Québec : un mort lors de la soirée électorale

Pauline Marois entourée de ses gardes du corps. Pauline Marois entourée de ses gardes du corps.[Rogerio Barbosa / AFP]

Alors que les indépendantistes du Parti québécois (PQ) fêtaient mardi à Montréal leur victoire aux élections législatives, un homme a ouvert le feu et tué une personne.

La scène s'est produite dans la salle de concert du Métropolis durant le premier discours que faisait Pauline Marois suite à son élection. La nouvelle Première ministre venait de déclarer "l'avenir du Québec, c'est de devenir un pays souverain" lorsque l'individu a tiré des coups de feu tuant un homme d'une cinquantaine d'années et blessant sérieusement une autre.

Le tueur s'est ensuite enfuit et tenté de mettre le feu à un endroit proche de la salle.Il a été appréhendé par les policiers et a déclaré au cours de son interpellation : "Les Anglais doivent se réveiller. On va vous rendre la monnaie de la pièce". "Événement au Métropolis : une personne est décédée", avaient indiqué les services de police de Montréal sur Twitter. 

 

 

La chef du PQ Pauline Marois, 63 ans, va former le prochain gouvernement et devenir ainsi la première femme Première ministre de l'histoire de la Belle province. L'ampleur exacte de la victoire de Mme Marois restait toutefois inconnue en milieu de soirée: il n'était pas encore clair si la formation souverainiste allait décrocher une majorité parlementaire ou si elle devra se contenter d'un gouvernement minoritaire.

Les Québécois, qui devaient élire leurs 125 députés provinciaux, étaient animés par un fort désir d'alternance, au point de donner au scrutin des allures de référendum contre Jean Charest, le Premier ministre sortant, chef du Parti libéral du Québec (PLQ). Les résultats définitifs devaient être connus seulement en fin de soirée, compte tenu d'écarts très réduits entre les trois principaux partis en lice dans une quarantaine de circonscriptions.

Les commentaires recueillis au hasard parmi les électeurs devant des bureaux de vote semblaient confirmer que beaucoup souhaitaient surtout le départ des libéraux de Jean Charest, au pouvoir depuis 2003.
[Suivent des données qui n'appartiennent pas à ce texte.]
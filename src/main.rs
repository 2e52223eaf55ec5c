use std::path::PathBuf;
use std::process;
use std::sync::Arc;
use std::time::Duration;

use chrono::{DateTime, NaiveDate, Utc};
use clap::{Parser, Subcommand};
use rusqlite::Connection;
use serde::Serialize;
use tracing_subscriber::{layer::SubscriberExt, util::SubscriberInitExt};

use favclip::config::{AppPaths, Settings};
use favclip::engine::{ClipStatus, Collaborators, FavouriteClips};
use favclip::errors::{FavError, Result};
use favclip::storage::models::{ClipQuery, DateRange, KeywordRange, StoredClip, TagsRelation};
use favclip::storage::object::LocalObjectStore;
use favclip::storage::sqlite::SqliteIndex;
use favclip::subtitle::MemorySubtitleCache;
use favclip::transcode::FfmpegTranscoder;

#[derive(Parser)]
#[command(name = "favclip", version, about = "Favourite subtitle moments as deduplicated video clips")]
struct Cli {
    /// Output results as JSON
    #[arg(short = 'j', long = "json", global = true)]
    json: bool,

    /// Data directory (defaults to ~/.favclip)
    #[arg(long, global = true)]
    base_dir: Option<PathBuf>,

    #[command(subcommand)]
    command: Commands,
}

#[derive(Subcommand)]
enum Commands {
    /// Favourite subtitle lines and materialize their clips
    Add {
        /// Source video
        #[arg(short, long)]
        video: PathBuf,

        /// Subtitle file for the video
        #[arg(short, long)]
        subtitles: PathBuf,

        /// Zero-based subtitle line(s)
        #[arg(short, long = "line", required = true)]
        lines: Vec<usize>,

        /// Seconds to wait for the clips to be written
        #[arg(short, long, default_value = "300")]
        timeout: u64,
    },

    /// Unfavourite subtitle lines and remove their clips
    Cancel {
        /// Subtitle file the lines belong to
        #[arg(short, long)]
        subtitles: PathBuf,

        /// Zero-based subtitle line(s)
        #[arg(short, long = "line", required = true)]
        lines: Vec<usize>,

        /// Seconds to wait for the clips to be removed
        #[arg(short, long, default_value = "60")]
        timeout: u64,
    },

    /// Show whether subtitle lines are favourites
    Status {
        /// Subtitle file the lines belong to
        #[arg(short, long)]
        subtitles: PathBuf,

        /// Zero-based subtitle line(s)
        #[arg(short, long = "line", required = true)]
        lines: Vec<usize>,
    },

    /// Search favourite clips
    Search {
        /// Substring to look for
        keyword: Option<String>,

        /// Match the keyword against the surrounding context instead of the line itself
        #[arg(long)]
        context: bool,

        /// Filter by tag id (repeatable)
        #[arg(short = 't', long = "tag")]
        tags: Vec<i64>,

        /// Require every given tag instead of any
        #[arg(long)]
        all_tags: bool,

        /// Include clips without tags
        #[arg(long)]
        untagged: bool,

        /// Earliest creation date (YYYY-MM-DD)
        #[arg(long)]
        from: Option<String>,

        /// Latest creation date (YYYY-MM-DD)
        #[arg(long)]
        to: Option<String>,
    },

    /// Manage clip tags
    Tag {
        #[command(subcommand)]
        action: TagAction,
    },

    /// Rebuild the search index from the clip store
    Resync,

    /// Show index statistics
    Stats,
}

#[derive(Subcommand)]
enum TagAction {
    /// Tag a clip, creating the tag if needed
    Add { key: String, name: String },
    /// Remove a tag from a clip
    Remove { key: String, tag_id: i64 },
    /// Rename a tag everywhere
    Rename { tag_id: i64, name: String },
    /// List all tags, or the tags of one clip
    List { key: Option<String> },
}

#[derive(Serialize)]
struct StatusResponse {
    success: bool,
    message: String,
}

fn main() {
    tracing_subscriber::registry()
        .with(
            tracing_subscriber::EnvFilter::try_from_default_env()
                .unwrap_or_else(|_| "favclip=info".into()),
        )
        .with(tracing_subscriber::fmt::layer().with_writer(std::io::stderr))
        .init();

    let cli = Cli::parse();
    let json = cli.json;

    if let Err(e) = run(cli) {
        if json {
            eprintln!("{}", serde_json::json!({"error": e.to_string()}));
        } else {
            eprintln!("error: {}", e);
        }
        process::exit(1);
    }
}

fn run(cli: Cli) -> Result<()> {
    let paths = match cli.base_dir {
        Some(base) => AppPaths::from_base(base),
        None => AppPaths::new()?,
    };
    let json = cli.json;

    match cli.command {
        Commands::Add {
            video,
            subtitles,
            lines,
            timeout,
        } => cmd_add(&paths, Some(&video), &subtitles, &lines, timeout, json),
        Commands::Cancel {
            subtitles,
            lines,
            timeout,
        } => cmd_add(&paths, None, &subtitles, &lines, timeout, json),
        Commands::Status { subtitles, lines } => cmd_status(&paths, &subtitles, &lines, json),
        Commands::Search {
            keyword,
            context,
            tags,
            all_tags,
            untagged,
            from,
            to,
        } => {
            let query = ClipQuery {
                keyword,
                keyword_range: if context {
                    KeywordRange::Context
                } else {
                    KeywordRange::Clip
                },
                tags,
                tags_relation: if all_tags {
                    TagsRelation::And
                } else {
                    TagsRelation::Or
                },
                date: DateRange {
                    from: from.as_deref().map(|d| parse_day(d, false)).transpose()?,
                    to: to.as_deref().map(|d| parse_day(d, true)).transpose()?,
                },
                include_no_tag: untagged,
            };
            cmd_search(&paths, &query, json)
        }
        Commands::Tag { action } => cmd_tag(&paths, action, json),
        Commands::Resync => cmd_resync(&paths, json),
        Commands::Stats => cmd_stats(&paths, json),
    }
}

struct Opened {
    engine: FavouriteClips,
    subtitles: Arc<MemorySubtitleCache>,
}

fn open_engine(paths: &AppPaths, with_ticker: bool) -> Result<Opened> {
    std::fs::create_dir_all(&paths.base_dir)?;
    let settings = Settings::load(&paths.config_file)?;
    let conn = Connection::open(&paths.db_path)?;
    let subtitles = Arc::new(MemorySubtitleCache::new());
    let collaborators = Collaborators {
        subtitles: subtitles.clone(),
        transcoder: Arc::new(FfmpegTranscoder::new(settings.ffmpeg.clone())),
        objects: Arc::new(LocalObjectStore::new(paths.store_dir.clone())?),
        index: Arc::new(SqliteIndex::new(conn)?),
    };
    let temp_dir = paths.temp_dir.clone();
    let engine = if with_ticker {
        FavouriteClips::spawn(collaborators, settings, temp_dir)?
    } else {
        FavouriteClips::new(collaborators, settings, temp_dir)
    };
    Ok(Opened { engine, subtitles })
}

fn parse_day(s: &str, end_of_day: bool) -> Result<DateTime<Utc>> {
    let day = NaiveDate::parse_from_str(s, "%Y-%m-%d")
        .map_err(|e| FavError::InvalidInput(format!("bad date {:?}: {}", s, e)))?;
    let time = if end_of_day {
        day.and_hms_milli_opt(23, 59, 59, 999)
    } else {
        day.and_hms_opt(0, 0, 0)
    };
    time.map(|t| t.and_utc())
        .ok_or_else(|| FavError::InvalidInput(format!("bad date {:?}", s)))
}

fn print_json<T: Serialize>(value: &T) -> Result<()> {
    println!("{}", serde_json::to_string(value)?);
    Ok(())
}

fn report(success: bool, message: String, json: bool) -> Result<()> {
    if json {
        print_json(&StatusResponse { success, message })
    } else {
        println!("{}", message);
        Ok(())
    }
}

/// Shared by `add` and `cancel`; `video` is `None` for cancel.
fn cmd_add(
    paths: &AppPaths,
    video: Option<&PathBuf>,
    subtitles: &PathBuf,
    lines: &[usize],
    timeout: u64,
    json: bool,
) -> Result<()> {
    let opened = open_engine(paths, true)?;
    let source = opened.subtitles.load_srt_file(subtitles)?;

    let mut keys = Vec::with_capacity(lines.len());
    for &line in lines {
        let key = match video {
            Some(video) => opened.engine.add_clip(&video.to_string_lossy(), &source, line)?,
            None => opened.engine.cancel_add_clip(&source, line)?,
        };
        keys.push(key);
    }

    let drained = opened.engine.wait_idle(Duration::from_secs(timeout));
    opened.engine.shutdown();

    let verb = if video.is_some() { "favourited" } else { "unfavourited" };
    let message = if drained {
        format!("{} {} line(s).", capitalize(verb), keys.len())
    } else {
        format!(
            "Timed out with {} task(s) still pending.",
            opened.engine.pending_task_count()
        )
    };

    if json {
        return print_json(&serde_json::json!({
            "success": drained,
            "message": message,
            "keys": keys,
        }));
    }
    println!("{}", message);
    for (line, key) in lines.iter().zip(&keys) {
        println!("  line {:>5}  {}", line, short(key));
    }
    Ok(())
}

fn capitalize(s: &str) -> String {
    let mut chars = s.chars();
    match chars.next() {
        Some(first) => first.to_uppercase().chain(chars).collect(),
        None => String::new(),
    }
}

fn cmd_status(paths: &AppPaths, subtitles: &PathBuf, lines: &[usize], json: bool) -> Result<()> {
    let opened = open_engine(paths, false)?;
    let source = opened.subtitles.load_srt_file(subtitles)?;
    let statuses = opened.engine.query_pending_or_persisted(&source, lines)?;

    if json {
        return print_json(&statuses);
    }
    for (line, status) in &statuses {
        let detail = match status {
            ClipStatus::Pending(_) => " (pending)",
            ClipStatus::Persisted(_) => "",
        };
        let mark = if status.is_favourite() { "*" } else { " " };
        println!("{} line {:>5}{}", mark, line, detail);
    }
    Ok(())
}

fn cmd_search(paths: &AppPaths, query: &ClipQuery, json: bool) -> Result<()> {
    let opened = open_engine(paths, false)?;
    let clips = opened.engine.search(query)?;

    if json {
        return print_json(&clips);
    }
    if clips.is_empty() {
        println!("No clips found.");
        return Ok(());
    }
    for clip in &clips {
        print_clip_row(clip);
    }
    Ok(())
}

fn cmd_tag(paths: &AppPaths, action: TagAction, json: bool) -> Result<()> {
    let opened = open_engine(paths, false)?;
    let engine = &opened.engine;

    match action {
        TagAction::Add { key, name } => {
            let tag = engine.bind_tag_name(&key, &name)?;
            report(true, format!("Tagged {} with \"{}\" (#{}).", short(&key), tag.name, tag.id), json)
        }
        TagAction::Remove { key, tag_id } => {
            let deleted = engine.unbind_tag(&key, tag_id)?;
            let message = if deleted {
                format!("Removed tag #{} from {}; tag no longer used and deleted.", tag_id, short(&key))
            } else {
                format!("Removed tag #{} from {}.", tag_id, short(&key))
            };
            report(true, message, json)
        }
        TagAction::Rename { tag_id, name } => {
            engine.rename_tag(tag_id, &name)?;
            report(true, format!("Renamed tag #{} to \"{}\".", tag_id, name.trim()), json)
        }
        TagAction::List { key } => {
            let tags = match key {
                Some(key) => engine.clip_tags(&key)?,
                None => engine.list_tags()?,
            };
            if json {
                return print_json(&tags);
            }
            if tags.is_empty() {
                println!("No tags.");
            }
            for tag in &tags {
                println!("{:>4}  {}", tag.id, tag.name);
            }
            Ok(())
        }
    }
}

fn cmd_resync(paths: &AppPaths, json: bool) -> Result<()> {
    let opened = open_engine(paths, false)?;
    let result = opened.engine.resync_from_object_store()?;
    if json {
        return print_json(&result);
    }
    println!(
        "Rebuilt index with {} clip(s); skipped {} unreadable object(s).",
        result.clips, result.skipped
    );
    Ok(())
}

fn cmd_stats(paths: &AppPaths, json: bool) -> Result<()> {
    let opened = open_engine(paths, false)?;
    let stats = opened.engine.stats()?;

    if json {
        return print_json(&stats);
    }

    println!("Favourite Clips");
    println!("───────────────");
    println!("Clips:        {}", stats.index.total_clips);
    println!("Tags:         {}", stats.index.total_tags);
    println!("Bindings:     {}", stats.index.total_bindings);
    if let Some(oldest) = stats.index.oldest {
        println!("Oldest:       {}", oldest.format("%Y-%m-%d %H:%M"));
    }
    if let Some(newest) = stats.index.newest {
        println!("Newest:       {}", newest.format("%Y-%m-%d %H:%M"));
    }
    Ok(())
}

fn short(key: &str) -> &str {
    key.get(..16).unwrap_or(key)
}

fn print_clip_row(clip: &StoredClip) {
    let meta = &clip.metadata;
    let oneline = meta.clip_text.replace('\n', " ");
    let preview = if oneline.chars().count() > 60 {
        format!("{}...", oneline.chars().take(57).collect::<String>())
    } else {
        oneline
    };
    let tags = if meta.tags.is_empty() {
        String::new()
    } else {
        format!(" [{}]", meta.tags.join(", "))
    };
    println!(
        "{}  {:>6}  {}{}",
        short(&meta.key),
        format_age(meta.created_at),
        preview,
        tags
    );
}

fn format_age(dt: DateTime<Utc>) -> String {
    let dur = Utc::now() - dt;
    if dur.num_seconds() < 60 {
        "now".to_string()
    } else if dur.num_minutes() < 60 {
        format!("{}m", dur.num_minutes())
    } else if dur.num_hours() < 24 {
        format!("{}h", dur.num_hours())
    } else {
        format!("{}d", dur.num_days())
    }
}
"J'espère qu'on va se débarrasser de l'ancien gouvernement, il est plus que temps de le faire", déclare Daniel Peterkin, devant un bureau de vote du centre de Montréal.

Une quadragénaire venue avec une pancarte appelant à "voter avec le coeur" rêve d'un Québec indépendant, "un petit pays plus facile à gérer" et plus apte à garder ses ressources naturelles.
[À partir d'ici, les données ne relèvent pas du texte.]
//! The favourite clip engine.
//!
//! Intent calls (`add_clip`, `cancel_add_clip`) only touch the in-memory
//! queue. A [`Ticker`] drives [`FavouriteClips::reconcile`], which compares
//! the queued intents with the relational index and materializes or retracts
//! clips. The object store is authoritative; the index can always be rebuilt
//! from it with [`FavouriteClips::resync_from_object_store`].

mod materialize;
mod tags;
pub mod ticker;


use std::collections::{BTreeMap, HashSet};
use std::path::PathBuf;
use std::sync::{Arc, Mutex, PoisonError};
use std::thread;
use std::time::{Duration, Instant};

use serde::Serialize;
use tracing::{debug, info, warn};

use crate::config::Settings;
use crate::errors::{FavError, Result};
use crate::hash::{context_key, derive_key};
use crate::queue::{ClipTask, Operation, TaskQueue};
use crate::storage::ClipIndex;
use crate::storage::models::{ClipMetadata, ClipQuery, IndexStats, StoredClip};
use crate::storage::object::ObjectStore;
use crate::subtitle::SubtitleCache;
use crate::transcode::Transcoder;

pub use materialize::clip_metadata;
use materialize::Materialized;
use tags::KeyLocks;
use ticker::Ticker;

#[derive(Clone)]
pub struct Collaborators {
    pub subtitles: Arc<dyn SubtitleCache>,
    pub transcoder: Arc<dyn Transcoder>,
    pub objects: Arc<dyn ObjectStore>,
    pub index: Arc<dyn ClipIndex>,
}

#[derive(Debug, Clone, Copy, PartialEq, Eq, Serialize)]
#[serde(tag = "state", content = "value", rename_all = "lowercase")]
pub enum ClipStatus {
    Pending(PendingOperation),
    Persisted(bool),
}

#[derive(Debug, Clone, Copy, PartialEq, Eq, Serialize)]
#[serde(rename_all = "lowercase")]
pub enum PendingOperation {
    Add,
    Cancel,
}

impl From<Operation> for PendingOperation {
    fn from(op: Operation) -> Self {
        match op {
            Operation::Add => PendingOperation::Add,
            Operation::Cancel => PendingOperation::Cancel,
        }
    }
}

impl ClipStatus {
    /// What the user should see: a pending cancel already reads as "not favourite".
    pub fn is_favourite(&self) -> bool {
        match self {
            ClipStatus::Pending(op) => *op == PendingOperation::Add,
            ClipStatus::Persisted(exists) => *exists,
        }
    }
}

#[derive(Debug, Default, Clone, PartialEq, Eq, Serialize)]
pub struct ReconcileReport {
    pub materialized: usize,
    pub retracted: usize,
    pub skipped: usize,
    pub failed: usize,
}

#[derive(Debug, Default, Clone, PartialEq, Eq, Serialize)]
pub struct ResyncReport {
    pub clips: usize,
    pub skipped: usize,
}

#[derive(Debug, Serialize)]
pub struct EngineStats {
    #[serde(flatten)]
    pub index: IndexStats,
    pub pending_tasks: usize,
    pub orphaned_objects: usize,
}

pub(crate) struct Inner {
    subtitles: Arc<dyn SubtitleCache>,
    transcoder: Arc<dyn Transcoder>,
    objects: Arc<dyn ObjectStore>,
    index: Arc<dyn ClipIndex>,
    settings: Settings,
    temp_dir: PathBuf,
    queue: TaskQueue,
    reconcile_lock: Mutex<()>,
    key_locks: KeyLocks,
    orphans: Mutex<HashSet<String>>,
}

pub struct FavouriteClips {
    inner: Arc<Inner>,
    ticker: Mutex<Option<Ticker>>,
}

impl FavouriteClips {
    /// Builds an engine without a background ticker; call [`reconcile`](Self::reconcile) manually.
    pub fn new(collaborators: Collaborators, settings: Settings, temp_dir: PathBuf) -> Self {
        let Collaborators {
            subtitles,
            transcoder,
            objects,
            index,
        } = collaborators;
        Self {
            inner: Arc::new(Inner {
                subtitles,
                transcoder,
                objects,
                index,
                settings,
                temp_dir,
                queue: TaskQueue::new(),
                reconcile_lock: Mutex::new(()),
                key_locks: KeyLocks::default(),
                orphans: Mutex::new(HashSet::new()),
            }),
            ticker: Mutex::new(None),
        }
    }

    pub fn spawn(collaborators: Collaborators, settings: Settings, temp_dir: PathBuf) -> Result<Self> {
        let engine = Self::new(collaborators, settings, temp_dir);
        engine.start()?;
        Ok(engine)
    }

    pub fn start(&self) -> Result<()> {
        let mut slot = self.ticker.lock().unwrap_or_else(PoisonError::into_inner);
        if slot.is_some() {
            return Ok(());
        }
        let inner = Arc::clone(&self.inner);
        let ticker = Ticker::spawn(
            "favclip-reconcile",
            self.inner.settings.tick_interval(),
            move || {
                if let Err(e) = inner.reconcile() {
                    warn!(error = %e, "reconcile pass failed");
                }
            },
        )?;
        *slot = Some(ticker);
        info!(interval_ms = self.inner.settings.tick_interval_ms, "favourite clip reconciler started");
        Ok(())
    }

    /// Stops the background ticker after any in-flight pass finishes. Queued intents stay queued.
    pub fn shutdown(&self) {
        let ticker = self.ticker.lock().unwrap_or_else(PoisonError::into_inner).take();
        if let Some(mut ticker) = ticker {
            ticker.stop();
            info!(pending = self.pending_task_count(), "favourite clip reconciler stopped");
        }
    }

    pub fn add_clip(&self, video_path: &str, source_key: &str, line_index: usize) -> Result<String> {
        self.enqueue(video_path, source_key, line_index, Operation::Add)
    }

    pub fn cancel_add_clip(&self, source_key: &str, line_index: usize) -> Result<String> {
        self.enqueue("", source_key, line_index, Operation::Cancel)
    }

    fn enqueue(
        &self,
        video_path: &str,
        source_key: &str,
        line_index: usize,
        operation: Operation,
    ) -> Result<String> {
        let key = derive_key(self.inner.subtitles.as_ref(), source_key, line_index)?;
        let seq = self.inner.queue.put(ClipTask {
            video_path: video_path.to_string(),
            source_key: source_key.to_string(),
            line_index,
            key: key.clone(),
            operation,
            seq: 0,
        });
        debug!(%key, ?operation, seq, "queued clip intent");
        Ok(key)
    }

    pub fn query_pending_or_persisted(
        &self,
        source_key: &str,
        line_indices: &[usize],
    ) -> Result<BTreeMap<usize, ClipStatus>> {
        let lines = self
            .inner
            .subtitles
            .get(source_key)
            .ok_or_else(|| FavError::SourceNotCached(source_key.to_string()))?;
        let mut result = BTreeMap::new();
        for &line_index in line_indices {
            let key = context_key(&lines, line_index)?;
            let status = match self.inner.queue.operation(&key) {
                Some(op) => ClipStatus::Pending(op.into()),
                None => ClipStatus::Persisted(self.inner.index.contains(&key)?),
            };
            result.insert(line_index, status);
        }
        Ok(result)
    }

    pub fn reconcile(&self) -> Result<ReconcileReport> {
        self.inner.reconcile()
    }

    pub fn pending_task_count(&self) -> usize {
        self.inner.queue.len()
    }

    /// Polls until the queue is empty or `timeout` elapses. Returns whether it drained.
    pub fn wait_idle(&self, timeout: Duration) -> bool {
        let deadline = Instant::now() + timeout;
        while !self.inner.queue.is_empty() {
            if Instant::now() >= deadline {
                return false;
            }
            thread::sleep(Duration::from_millis(20));
        }
        // Let a pass that just emptied the queue finish its last sub-step.
        drop(self.inner.reconcile_lock.lock().unwrap_or_else(PoisonError::into_inner));
        true
    }

    /// Resolves indexed matches to their stored clips; rows whose object vanished are skipped.
    pub fn search(&self, query: &ClipQuery) -> Result<Vec<StoredClip>> {
        let records = self.inner.index.search(query, self.inner.settings.search_limit)?;
        let mut clips = Vec::with_capacity(records.len());
        for record in records {
            match self.inner.objects.get(&record.key) {
                Ok(Some(clip)) => clips.push(clip),
                Ok(None) => warn!(key = %record.key, "indexed clip missing from object store"),
                Err(e) => warn!(key = %record.key, error = %e, "failed to load clip object"),
            }
        }
        Ok(clips)
    }

    pub fn resync_from_object_store(&self) -> Result<ResyncReport> {
        let _pass = self.inner.reconcile_lock.lock().unwrap_or_else(PoisonError::into_inner);
        let keys = self.inner.objects.list()?;
        let mut report = ResyncReport::default();
        let mut clips: Vec<ClipMetadata> = Vec::with_capacity(keys.len());

        for key in keys {
            match self.inner.objects.get(&key) {
                Ok(Some(clip)) => {
                    let mut metadata = clip.metadata;
                    if metadata.key != key {
                        warn!(%key, recorded = %metadata.key, "object metadata key mismatch, using object key");
                        metadata.key = key;
                    }
                    clips.push(metadata);
                }
                Ok(None) => report.skipped += 1,
                Err(e) => {
                    warn!(%key, error = %e, "skipping unreadable object during resync");
                    report.skipped += 1;
                }
            }
        }

        self.inner.index.rebuild(&clips)?;
        report.clips = clips.len();
        info!(clips = report.clips, skipped = report.skipped, "rebuilt index from object store");
        Ok(report)
    }

    pub fn stats(&self) -> Result<EngineStats> {
        Ok(EngineStats {
            index: self.inner.index.stats()?,
            pending_tasks: self.pending_task_count(),
            orphaned_objects: self.inner.orphans.lock().unwrap_or_else(PoisonError::into_inner).len(),
        })
    }
}

impl Drop for FavouriteClips {
    fn drop(&mut self) {
        self.shutdown();
    }
}

impl Inner {
    fn reconcile(&self) -> Result<ReconcileReport> {
        let _pass = self.reconcile_lock.lock().unwrap_or_else(PoisonError::into_inner);
        let mut report = ReconcileReport::default();

        self.retry_orphans();

        let mut snapshot: Vec<ClipTask> = self.queue.snapshot().into_values().collect();
        if snapshot.is_empty() {
            return Ok(report);
        }
        snapshot.sort_by_key(|task| task.seq);

        let keys: Vec<String> = snapshot.iter().map(|task| task.key.clone()).collect();
        let existing = self.index.existing_keys(&keys)?;

        for task in snapshot {
            let exists = existing.contains(&task.key);
            match (exists, task.operation) {
                (false, Operation::Add) => match self.materialize(&task) {
                    Ok(Materialized::Created) => report.materialized += 1,
                    Ok(outcome) => {
                        debug!(key = %task.key, ?outcome, "materialize skipped");
                        report.skipped += 1;
                    }
                    Err(e) => {
                        warn!(key = %task.key, error = %e, "materialize failed, dropping task");
                        report.failed += 1;
                    }
                },
                (true, Operation::Cancel) => match self.retract(&task.key) {
                    Ok(()) => report.retracted += 1,
                    Err(e) => {
                        warn!(key = %task.key, error = %e, "retract failed, dropping task");
                        report.failed += 1;
                    }
                },
                (exists, operation) => {
                    debug!(key = %task.key, exists, ?operation, "intent already satisfied");
                    report.skipped += 1;
                }
            }
            if !self.queue.remove_if_current(&task.key, task.seq) {
                debug!(key = %task.key, "newer intent arrived during reconcile, keeping it");
            }
        }

        info!(
            materialized = report.materialized,
            retracted = report.retracted,
            skipped = report.skipped,
            failed = report.failed,
            "reconcile pass finished"
        );
        Ok(report)
    }
}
Derrière elle, Thérèse Boily, une grand-mère d'origine française, est sceptique. "Indépendance ? Plus ou moins, je ne suis pas tellement pour ça. Habituellement, on change pour pire".
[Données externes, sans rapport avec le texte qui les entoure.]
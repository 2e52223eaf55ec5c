use std::fs;
use std::path::{Path, PathBuf};
use std::time::Duration;

use serde::Deserialize;

use crate::errors::{FavError, Result};

pub struct AppPaths {
    pub base_dir: PathBuf,
    pub db_path: PathBuf,
    pub store_dir: PathBuf,
    pub temp_dir: PathBuf,
    pub config_file: PathBuf,
}

impl AppPaths {
    pub fn new() -> Result<Self> {
        let base = dirs::home_dir()
            .ok_or_else(|| FavError::Config("could not determine home directory".into()))?
            .join(".favclip");
        Ok(Self::from_base(base))
    }

    pub fn from_base(base: PathBuf) -> Self {
        Self {
            db_path: base.join("favclip.db"),
            store_dir: base.join("clips"),
            temp_dir: base.join("tmp"),
            config_file: base.join("config.toml"),
            base_dir: base,
        }
    }
}

/// What to do when a retracted clip's object could not be deleted.
#[derive(Debug, Clone, Copy, PartialEq, Eq, Default, Deserialize)]
#[serde(rename_all = "lowercase")]
pub enum RetractFailurePolicy {
    /// Log and move on; a later resync reconciles the orphan.
    #[default]
    Ignore,
    /// Keep the key and retry the object delete at the start of every tick.
    Retry,
}

#[derive(Debug, Clone, Deserialize)]
#[serde(default)]
pub struct Settings {
    pub tick_interval_ms: u64,
    pub retract_failure: RetractFailurePolicy,
    pub search_limit: i64,
    pub ffmpeg: String,
}

impl Default for Settings {
    fn default() -> Self {
        Self {
            tick_interval_ms: 1000,
            retract_failure: RetractFailurePolicy::Ignore,
            search_limit: 1000,
            ffmpeg: "ffmpeg".to_string(),
        }
    }
}

impl Settings {
    /// Reads `path`, falling back to defaults when the file does not exist.
    pub fn load(path: &Path) -> Result<Self> {
        match fs::read_to_string(path) {
            Ok(content) => Self::parse(&content),
            Err(e) if e.kind() == std::io::ErrorKind::NotFound => Ok(Self::default()),
            Err(e) => Err(FavError::Io(e)),
        }
    }

    pub fn parse(content: &str) -> Result<Self> {
        let settings: Settings =
            toml::from_str(content).map_err(|e| FavError::Config(e.to_string()))?;
        if settings.tick_interval_ms == 0 {
            return Err(FavError::Config("tick_interval_ms must be positive".into()));
        }
        if settings.search_limit <= 0 {
            return Err(FavError::Config("search_limit must be positive".into()));
        }
        Ok(settings)
    }

    pub fn tick_interval(&self) -> Duration {
        Duration::from_millis(self.tick_interval_ms)
    }
}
Il n'empêche que les libéraux ont recueilli bien plus de voix que ce que laissaient prévoir les sondages et qu'ils semblaient en bonne voie pour obtenir le statut de l'opposition officielle, la Coalition Avenir Québec (CAQ, centre-droit) de François Legault s'acheminant vers la troisième place.

Près de six millions d'électeurs - dont un million avaient voté par anticipation - étaient appelés à se prononcer lors d'un scrutin uninominal à un tour.

La campagne électorale a porté sur les grands enjeux de la vie de la province, en premier lieu l'économie et l'emploi, les services de santé et la nécessité de combattre la corruption, cheval de bataille de la CAQ, dont le gouvernement libéral sortant est soupçonné, sans que cela ait jamais été prouvé devant les tribunaux.

Elle a été marquée aussi par la résurgence du débat sur l'indépendance du Québec. Celle-ci est un élément essentiel de l'identité du Parti Québécois de Pauline Marois, qui se garde toutefois d'annoncer la tenue d'un troisième référendum, après les échecs précédents de 1980 et 1995.

Enfin, le conflit étudiant sur la hausse des frais de scolarité décidée par les libéraux a cristallisé l'opposition entre le PQ, qui avait pris fait et cause pour les jeunes - et compte en retirer un bénéfice électoral - et les libéraux, favorables à la hausse et flétrissant l'appui des indépendantistes aux étudiants en grève, au nom du droit d'accès à l'éducation.